Un enorme sistema de refrigeración yace completamente arruinado junto a los restos de lo que parece ser una alacena. Casi puedo oler la albahaca y la mejorana recién cortadas, y lo único que puedo imaginar es la conveniencia de entrar en esa habitación dulce y fría, y coger mi ración de todas y cada una de las sustancias allí almacenadas. Aparentemente, es la clase de lugar por el que me hubiese sentido magnéticamente atraído en mis años adolescentes, y en este momento todos mis órganos se sienten agradecidos porque nunca antes haya tenido noticias de la existencia de este club.

Mientras subo la escalera hacia el segundo nivel siento un pinchazo en mi cola recogida. Sacudo el trasero, pero el dolor persiste, pequeño e intenso, como si una piraña se encontrase en un bufé libre en mi cola y se negara a abandonar la larga mesa donde está la comida.
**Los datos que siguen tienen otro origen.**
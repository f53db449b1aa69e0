//! Message rendering and the gateway call for one notification.

use super::rows::StudentRow;
use super::{writer, BatchRequest, DispatchSettings, SkipReason};
use crate::gateway::{GatewayError, SentMessage, SmsGateway};
use log::{error, warn};
use rusqlite::Connection;

pub struct Dispatcher<'a> {
    gateway: &'a dyn SmsGateway,
    settings: &'a DispatchSettings,
}

impl<'a> Dispatcher<'a> {
    pub fn new(gateway: &'a dyn SmsGateway, settings: &'a DispatchSettings) -> Self {
        Self { gateway, settings }
    }

    pub fn settings(&self) -> &DispatchSettings {
        self.settings
    }

    pub fn gateway_name(&self) -> &str {
        self.gateway.provider_name()
    }

    /// Renders the stored message body. The acknowledgment link is not part of it.
    pub fn render_message(&self, row: &StudentRow, req: &BatchRequest) -> String {
        let class = match row.section.as_deref() {
            Some(section) => format!("{} - {}", req.department, section),
            None => req.department.clone(),
        };
        format!(
            "Dear Parent, your ward {name} (Roll No: {roll}), {year}, {class}, has {attendance}% \
             attendance for the period {from} to {to}. Please ensure regular attendance. {contact}",
            name = row.name,
            roll = row.roll_no.as_deref().unwrap_or_default(),
            year = year_label(&req.year),
            class = class,
            attendance = format_percent(row.attendance),
            from = req.from_date,
            to = req.to_date,
            contact = self.settings.contact_line,
        )
    }

    /// Sends `message` plus the link and records the outcome on the notification.
    ///
    /// A gateway error marks the notification `failed` and becomes the row's skip reason.
    pub async fn dispatch(
        &self,
        conn: &Connection,
        id: i64,
        message: &str,
        link: &str,
        to: &str,
    ) -> Result<SentMessage, SkipReason> {
        let text = outgoing_text(message, link);
        match self
            .gateway
            .send(&text, to, &self.settings.from_number)
            .await
        {
            Ok(sent) => {
                if let Err(e) = writer::mark_sent(conn, id, &sent) {
                    error!("SMS {} sent as {} but status update failed: {}", id, sent.id, e);
                }
                Ok(sent)
            }
            Err(e) => {
                if let GatewayError::Rejected { status, .. } = &e {
                    warn!("Gateway rejected SMS {} with HTTP {}", id, status);
                }
                let reason = e.to_string();
                if let Err(db_err) = writer::mark_failed(conn, id, &reason) {
                    error!("SMS {} failed and status update failed too: {}", id, db_err);
                }
                Err(SkipReason::new(reason))
            }
        }
    }
}

pub fn outgoing_text(message: &str, link: &str) -> String {
    format!("{}\nPlease acknowledge: {}", message, link)
}

/// `"1"` → `"I Year"`; anything else is shown as given.
pub fn year_label(year: &str) -> String {
    let roman = match year.trim() {
        "1" => "I",
        "2" => "II",
        "3" => "III",
        "4" => "IV",
        other => return other.to_string(),
    };
    format!("{} Year", roman)
}

fn format_percent(value: f64) -> String {
    let s = format!("{:.2}", value);
    s.trim_end_matches('0').trim_end_matches('.').to_string()
}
Es mi condenada grapa G-3. De alguna manera se ha desplazado hacia la izquierda, la hebilla de metal se clava en mi costado y no hay manera de rectificar la situación a menos que proceda a hacer un reajuste completo de toda la serie G. Es un procedimiento rápido, bastante sencillo, pero debería dejar mi larga cola expuesta en toda su extensión durante unos pocos y preciosos minutos. Si entrase algún ser humano…
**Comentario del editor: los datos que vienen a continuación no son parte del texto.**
//! Login handler: checks the password and signs a token carrying role and
//! department.

use crate::auth::{self, create_token};
use crate::error::ApiError;
use crate::state::AppState;
use actix_web::{web, HttpResponse};
use common::requests::LoginRequest;
use common::responses::LoginResponse;
use log::{info, warn};

/// Handler for `POST /api/auth/login`.
///
/// - `200 OK` with a [`LoginResponse`] on success.
/// - `400 Bad Request` when either field is blank.
/// - `401 Unauthorized` with the same message for unknown users and wrong passwords.
pub(crate) async fn process(
    state: web::Data<AppState>,
    payload: web::Json<LoginRequest>,
) -> Result<HttpResponse, ApiError> {
    let req = payload.into_inner();
    if req.username.trim().is_empty() || req.password.is_empty() {
        return Err(ApiError::BadRequest(
            "username and password are required".to_string(),
        ));
    }

    let conn = state.open_db()?;
    let user = match auth::verify_credentials(&conn, req.username.trim(), &req.password).await {
        Ok(user) => user,
        Err(e) => {
            warn!("Failed sign-in attempt for '{}'", req.username.trim());
            return Err(e);
        }
    };

    let expires_in = state.config.auth.token_expire_secs;
    let token = create_token(&state.config.auth.jwt_secret, &user, expires_in)
        .map_err(|e| ApiError::Internal(format!("failed to create token: {}", e)))?;

    info!("User '{}' signed in as {}", user.username, user.role.as_str());
    Ok(HttpResponse::Ok().json(LoginResponse {
        token,
        role: user.role,
        department: user.department,
        expires_in,
    }))
}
Pero ¿a quién se le puede ocurrir vagar por clubes nocturnos incendiados al mediodía y en un día laborable? Sólo para asegurarme, subo el último tramo de escalera en una especie de galope -la grapa sigue clavándose en mi flanco todo el tiempo- y avanzo a pequeños brincos hasta la relativa seguridad de una zona en sombra.
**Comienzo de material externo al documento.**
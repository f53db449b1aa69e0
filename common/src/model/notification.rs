use serde::{Deserialize, Serialize};

/// Delivery lifecycle of a guardian notification.
///
/// A notification starts as `Pending` when it is persisted and moves exactly
/// once to `Sent` or `Failed` after the gateway call. Both are terminal.
#[derive(Debug, Clone, Copy, PartialEq, Eq, Serialize, Deserialize)]
#[serde(rename_all = "lowercase")]
pub enum NotificationStatus {
    Pending,
    Sent,
    Failed,
}

impl NotificationStatus {
    pub fn as_str(&self) -> &'static str {
        match self {
            NotificationStatus::Pending => "pending",
            NotificationStatus::Sent => "sent",
            NotificationStatus::Failed => "failed",
        }
    }

    pub fn parse(value: &str) -> Option<Self> {
        match value {
            "pending" => Some(NotificationStatus::Pending),
            "sent" => Some(NotificationStatus::Sent),
            "failed" => Some(NotificationStatus::Failed),
            _ => None,
        }
    }
}

/// One SMS sent (or attempted) to a student's guardian.
///
/// `message` is the rendered body without the acknowledgment link; the text
/// handed to the gateway is `message` followed by `ack_link`.
#[derive(Debug, Clone, Serialize, Deserialize)]
pub struct Notification {
    pub id: i64,
    pub student_name: String,
    pub roll_no: String,
    pub parent_phone: String,
    pub department: String,
    pub year: String,
    pub message: String,
    pub attendance: f64,
    pub status: NotificationStatus,
    pub sms_sid: Option<String>,
    pub sms_status: Option<String>,
    pub delivered: bool,
    pub seen: bool,
    pub seen_at: Option<String>,
    pub ack_link: Option<String>,
    pub error: Option<String>,
    pub created_at: String,
    pub updated_at: String,
}
//! # Bulk SMS pipeline
//!
//! Runs one uploaded attendance spreadsheet to completion, strictly one row at
//! a time and in file order:
//!
//! 1.  **Threshold**: rows at or above the selected cutoff are skipped.
//! 2.  **Audit**: an `upload_batches` record is written for every row that
//!     passed the threshold, before its phone number is looked at. A failed
//!     audit write skips the row.
//! 3.  **Phone**: the guardian number is normalized to `+91XXXXXXXXXX`;
//!     invalid numbers skip the row.
//! 4.  **Notification**: a `pending` notification is inserted, then updated
//!     with its acknowledgment link once the generated id is known.
//! 5.  **Dispatch**: the gateway is called and the notification moves to
//!     `sent` or `failed`.
//!
//! Each step returns `Result<_, SkipReason>`; a skip ends that row only. The
//! batch never aborts because of a row, and every row yields exactly one
//! outcome in the returned [`BatchOutcome`].

pub mod dispatcher;
pub mod phone;
pub mod rows;
pub mod summary;
pub mod threshold;
pub mod writer;

pub use dispatcher::Dispatcher;
pub use rows::StudentRow;
pub use summary::BatchOutcome;
pub use threshold::AttendanceFilter;

use log::{info, warn};
use rusqlite::Connection;
use std::fmt;

/// Form-level parameters shared by every row of an upload.
#[derive(Debug, Clone)]
pub struct BatchRequest {
    pub from_date: String,
    pub to_date: String,
    pub department: String,
    pub year: String,
    pub filter: Option<AttendanceFilter>,
    pub source_filename: String,
    pub uploaded_by: String,
}

/// Deployment settings the dispatcher needs for every message.
#[derive(Debug, Clone)]
pub struct DispatchSettings {
    pub ack_base_url: String,
    pub from_number: String,
    pub contact_line: String,
}

/// Why a row did not end in a sent SMS.
#[derive(Debug, Clone, PartialEq, Eq)]
pub struct SkipReason(String);

impl SkipReason {
    pub fn new(reason: impl Into<String>) -> Self {
        SkipReason(reason.into())
    }

    pub fn into_inner(self) -> String {
        self.0
    }
}

impl fmt::Display for SkipReason {
    fn fmt(&self, f: &mut fmt::Formatter<'_>) -> fmt::Result {
        f.write_str(&self.0)
    }
}

impl From<rusqlite::Error> for SkipReason {
    fn from(e: rusqlite::Error) -> Self {
        SkipReason(e.to_string())
    }
}

pub const INVALID_PHONE: &str = "Invalid phone number";

/// Processes every row and collects the outcomes.
pub async fn run_batch(
    conn: &Connection,
    dispatcher: &Dispatcher<'_>,
    req: &BatchRequest,
    rows: &[StudentRow],
) -> BatchOutcome {
    info!(
        "Bulk send started: {} rows from '{}' ({} / year {}) via {}",
        rows.len(),
        req.source_filename,
        req.department,
        req.year,
        dispatcher.gateway_name()
    );

    let mut outcome = BatchOutcome::default();
    for (idx, row) in rows.iter().enumerate() {
        match process_row(conn, dispatcher, req, row).await {
            Ok(phone) => outcome.record_sent(row, phone),
            Err(reason) => {
                warn!("Row {} ({}) skipped: {}", idx + 1, row.name, reason);
                outcome.record_skipped(row, reason);
            }
        }
    }

    info!(
        "Bulk send finished: {} rows, {} sent, {} skipped",
        outcome.total(),
        outcome.sent().len(),
        outcome.skipped().len()
    );
    outcome
}

/// Runs one row through the pipeline. `Ok` carries the normalized phone.
async fn process_row(
    conn: &Connection,
    dispatcher: &Dispatcher<'_>,
    req: &BatchRequest,
    row: &StudentRow,
) -> Result<String, SkipReason> {
    threshold::check(req.filter, row.attendance)?;

    writer::record_upload(conn, row, req)?;

    let phone = phone::normalize(&row.phone).ok_or_else(|| SkipReason::new(INVALID_PHONE))?;

    let message = dispatcher.render_message(row, req);
    let id = writer::create_pending(conn, row, req, &phone, &message)?;
    let link = writer::ack_link(&dispatcher.settings().ack_base_url, id);
    writer::attach_link(conn, id, &link)?;

    dispatcher.dispatch(conn, id, &message, &link, &phone).await?;
    Ok(phone)
}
Un giro aquí, una vuelta allá, y ¡pop! Las grapas G-l y G-2 se abren y las hebillas giran en el aire. Mi cola se libera de su encierro y suspiro aliviado cuando la G-3 queda suelta y cae al suelo. Siento una ligera pulsación procedente de mi región inferior trasera y percibo los primeros estadios de una contusión allí donde la grapa ha atravesado la carne. Ahora debo volver a colocarla antes de que…

– ¿Hay alguien ahí arriba?

Una voz resuena en la puerta del club.

Me quedo paralizado. El sudor brota de mis poros y cubre instantáneamente mi cuerpo con finos arroyos de agua salada. Maldigo el proceso evolutivo que dotó a mi especie de glándulas sudoríparas después de tantos milenios de bendita aridez.

– Propiedad privada, amigo. Escenario policial.

No puedo creer que esto esté sucediendo. Mis manos, gruesas y torpes dentro de los guantes seudohumanos, tratan de colocar las hebillas en su lugar.

– ¡Eh, usted! ¡Sí, usted! -llega nuevamente la voz y se filtra a través del rugido de alarma que se extiende como la marea a través de mi cerebro.

Con la habilidad y destreza a medio camino entre un atleta olímpico y un jugador de béisbol moderadamente en forma de la liga de ejecutivos, salto en el aire y, tras un movimiento veloz, oculto la cola entre las piernas y la enrollo sobre el torso. La grapa G-3 se desliza hasta quedar sujeta en su lugar, seguida de cerca por la G-2. Ahora trabajo a contrarreloj, y me visto a una velocidad que jamás he intentado antes. Hebillas ceñidas, broches enganchados; botones, nudos, cremalleras, velero… La cañera continúa.

– No puede estar aquí. -Ya ha subido medio tramo de escalera-• Está cerrado al público. Tendrá que coger sus cosas y largarse, amigo.